I woke up unusually early the other day, my heart filled with so much gratitude for all the good that had come into my life lately. I looked forward to the day’s events—a grief workshop in Alabang for the newly bereaved, and a show at the Music Museum later that evening with my daughter.

 

The morning turned out beautifully; everything was on schedule, and I left my office in time to get to the workshop.  We had a good number of attendees, and my co-facilitator and I were looking forward to the sharing that would take place after the video presentation.

 

The first sign that things were not going as planned was that the air-conditioning in the newly built tower where we were had been shut off that morning for maintenance or recalibration.  “Hmmm,”  I thought to myself. And there I was in a long knit sweater which I couldn’t just take off, because what I had underneath was a tank top that seemed too casual for the event itself.

 

Never mind, I sat there thinking, at the very least, the doors were open and there was a slightly cool breeze. Besides, a little sweat never killed anyone.

 

Next, the video would not play, and the overhead projector would not sync with the laptop, so we could not project it.  The audio also began to falter.

 

I thought to myself at that point that we needed to set a Plan B in motion.  Time was running, and the guests were starting to fidget in their seats.

 

Almost half an hour had passed before we got the video to play from the tiny computer screen. Thank God the audio was excellent. Surprisingly, no one complained.

 

And then I realized how each and every person in that room had only very recently lost a loved one.  Every man and woman seated there that late afternoon had lost father, mother, child, grandchild or spouse within the last 10 months. For all of them, this was going to be the first Christmas without that loved one.

 

In the grand scheme of things, a busted air-conditioner and a DVD that wouldn’t play were nothing at all compared to the pain we had all suffered at some point in our lives. In that moment I was reminded how being in the presence of the newly bereaved always puts everything in clear perspective, and you are reminded of what truly matters.

 

Unanswered questions

 

The sharing afterwards in my circle was very heartfelt and, I’d like to believe, healing for some. When you have only recently lost a loved one, there are always so many unanswered questions.
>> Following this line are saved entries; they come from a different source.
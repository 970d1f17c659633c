//! CLI entry point over `numerology_core`.
//!
//! # Responsibility
//! - Provide a small executable to compute and inspect charts locally.
//! - Print charts as JSON so output can be diffed or piped.
//!
//! # Invariants
//! - Without `--as-of` the reference day is today's local date.
//! - Charts are stored only with `--db --save`.

use chrono::{Local, NaiveDate};
use clap::{Parser, Subcommand};
use log::info;
use numerology_core::db::open_db;
use numerology_core::engine::config::DEFAULT_TARGET_YEAR;
use numerology_core::{
    init_logging, interpret, ChartListQuery, ChartRequest, ChartService, CycleBoundaries,
    EngineConfig, NumerologyEngine, RealizationTable, SqliteChartRepository,
};
use serde_json::json;
use std::error::Error;
use std::path::{Path, PathBuf};

#[derive(Parser)]
#[command(name = "numerology", about = "Pythagorean numerology chart CLI")]
struct Cli {
    /// Directory for rolling log files (absolute or relative to cwd)
    #[arg(long, global = true)]
    log_dir: Option<PathBuf>,
    #[command(subcommand)]
    command: Commands,
}

#[derive(Subcommand)]
enum Commands {
    /// Check core crate wiring
    Ping,
    /// Compute a chart and print it as JSON
    Chart {
        /// Full name as written on the birth certificate
        #[arg(long)]
        name: String,
        /// DD/MM/YYYY or YYYY-MM-DD
        #[arg(long)]
        birth_date: String,
        /// Year used for the target personal year
        #[arg(long, default_value_t = DEFAULT_TARGET_YEAR)]
        target_year: i32,
        /// Reference day (YYYY-MM-DD), defaults to today
        #[arg(long)]
        as_of: Option<NaiveDate>,
        /// Use the 28/55 cycle boundaries of the annual view
        #[arg(long)]
        annual_view: bool,
        /// Use the classic pinnacle formulas for realizations
        #[arg(long)]
        classic_pinnacles: bool,
        /// Engine config JSON file; overrides the flags above
        #[arg(long)]
        config: Option<PathBuf>,
        /// Include per-position meanings
        #[arg(long)]
        interpret: bool,
        /// SQLite history file; only used together with `--save`
        #[arg(long, requires = "save")]
        db: Option<PathBuf>,
        /// Store the chart in `--db`
        #[arg(long, requires = "db")]
        save: bool,
        /// Label stored with the chart
        #[arg(long, requires = "save")]
        label: Option<String>,
    },
    /// List stored charts, newest first
    History {
        /// SQLite history file
        #[arg(long)]
        db: PathBuf,
        /// Case-insensitive name filter
        #[arg(long)]
        name: Option<String>,
        #[arg(long)]
        limit: Option<u32>,
        #[arg(long, default_value_t = 0)]
        offset: u32,
    },
}

fn main() {
    let cli = Cli::parse();

    if let Some(log_dir) = cli.log_dir.as_ref() {
        if let Err(err) = start_logging(log_dir) {
            eprintln!("Failed to start logging: {err}");
            std::process::exit(1);
        }
    }

    if let Err(err) = run(cli.command) {
        eprintln!("error: {err}");
        std::process::exit(1);
    }
}

fn run(command: Commands) -> Result<(), Box<dyn Error>> {
    match command {
        Commands::Ping => {
            println!("numerology_core ping={}", numerology_core::ping());
            println!("numerology_core version={}", numerology_core::core_version());
        }

        Commands::Chart {
            name,
            birth_date,
            target_year,
            as_of,
            annual_view,
            classic_pinnacles,
            config,
            interpret: with_readings,
            db,
            save: _,
            label,
        } => {
            let config = match config {
                Some(path) => EngineConfig::from_json_str(&std::fs::read_to_string(path)?)?,
                None => {
                    let mut config = EngineConfig::for_target_year(target_year);
                    if annual_view {
                        config.cycle_boundaries = CycleBoundaries::ANNUAL_VIEW;
                    }
                    if classic_pinnacles {
                        config.realization_table = RealizationTable::CLASSIC_PINNACLES;
                    }
                    config
                }
            };
            let engine = NumerologyEngine::new(config)?;
            let request = ChartRequest {
                full_name: name,
                birth_date,
                as_of: as_of.unwrap_or_else(|| Local::now().date_naive()),
                label,
            };

            let output = match db {
                Some(path) => {
                    let conn = open_db(&path)?;
                    let service =
                        ChartService::new(engine, SqliteChartRepository::try_new(&conn)?);
                    let record = service.calculate_and_store(&request)?;
                    info!("event=cli_chart module=cli status=ok stored=true");
                    if with_readings {
                        json!({ "record": record, "readings": interpret(&record.chart) })
                    } else {
                        serde_json::to_value(&record)?
                    }
                }
                None => {
                    let chart = engine.calculate(
                        &request.full_name,
                        &request.birth_date,
                        request.as_of,
                    )?;
                    info!("event=cli_chart module=cli status=ok stored=false");
                    if with_readings {
                        json!({ "chart": chart, "readings": interpret(&chart) })
                    } else {
                        serde_json::to_value(&chart)?
                    }
                }
            };
            println!("{}", serde_json::to_string_pretty(&output)?);
        }

        Commands::History {
            db,
            name,
            limit,
            offset,
        } => {
            let conn = open_db(&db)?;
            let service = ChartService::new(
                NumerologyEngine::default(),
                SqliteChartRepository::try_new(&conn)?,
            );
            let page = service.list_charts(&ChartListQuery {
                name_contains: name,
                limit,
                offset,
            })?;
            println!(
                "{}",
                serde_json::to_string_pretty(&json!({
                    "applied_limit": page.applied_limit,
                    "items": page.items,
                }))?
            );
        }
    }
    Ok(())
}

fn start_logging(log_dir: &Path) -> Result<(), Box<dyn Error>> {
    let absolute = std::path::absolute(log_dir)?;
    let dir = absolute
        .to_str()
        .ok_or("log directory path is not valid UTF-8")?;
    init_logging(numerology_core::default_log_level(), dir)?;
    Ok(())
}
As the members of our group ministered to one another, I felt in my heart that in that moment there was already the beginning of healing.

 

The evening’s session ended later than I had hoped or expected.  Traversing the South Luzon Expressway, already clogged in major traffic, there was no way that I would make it to the show that evening. And so I had to call my daughter to say that we would have to change our plans for the night.

 

Not coincidentally, I sensed a sigh of relief from my daughter. She told me that she had not been feeling well that day, and was now looking forward to sleeping early.

 

Later on that evening, at the end of a long day, I thought about how life’s delays are, more often than not, always God’s delays. I’d like to think that God allows them to happen because they are meant to teach you valuable lessons in gratitude and patience.  Your spirit expands when you learn to accept the delays when they come, and look expectantly at what is yet to be revealed.

 

My second lesson that day was how one must always have a Plan B, a plan you can embrace wholeheartedly and leap into with faith. Plans sometimes go awry, expectations aren’t always met, and people can disappoint us for one reason or another.  There are many things in life we have no control over. The only thing we can really control is the way we react toward people and the circumstances that we find ourselves in.

 

There is a quote from Joseph Campbell which I love:  “We must be willing to let go of the life we planned so as to have the life that is waiting for us.”  There is always less stress and so much more joy when you believe that whatever has happened to you in the past that brought you to where you are today is never wasted, and that where you are in this moment is exactly where God wants you to be.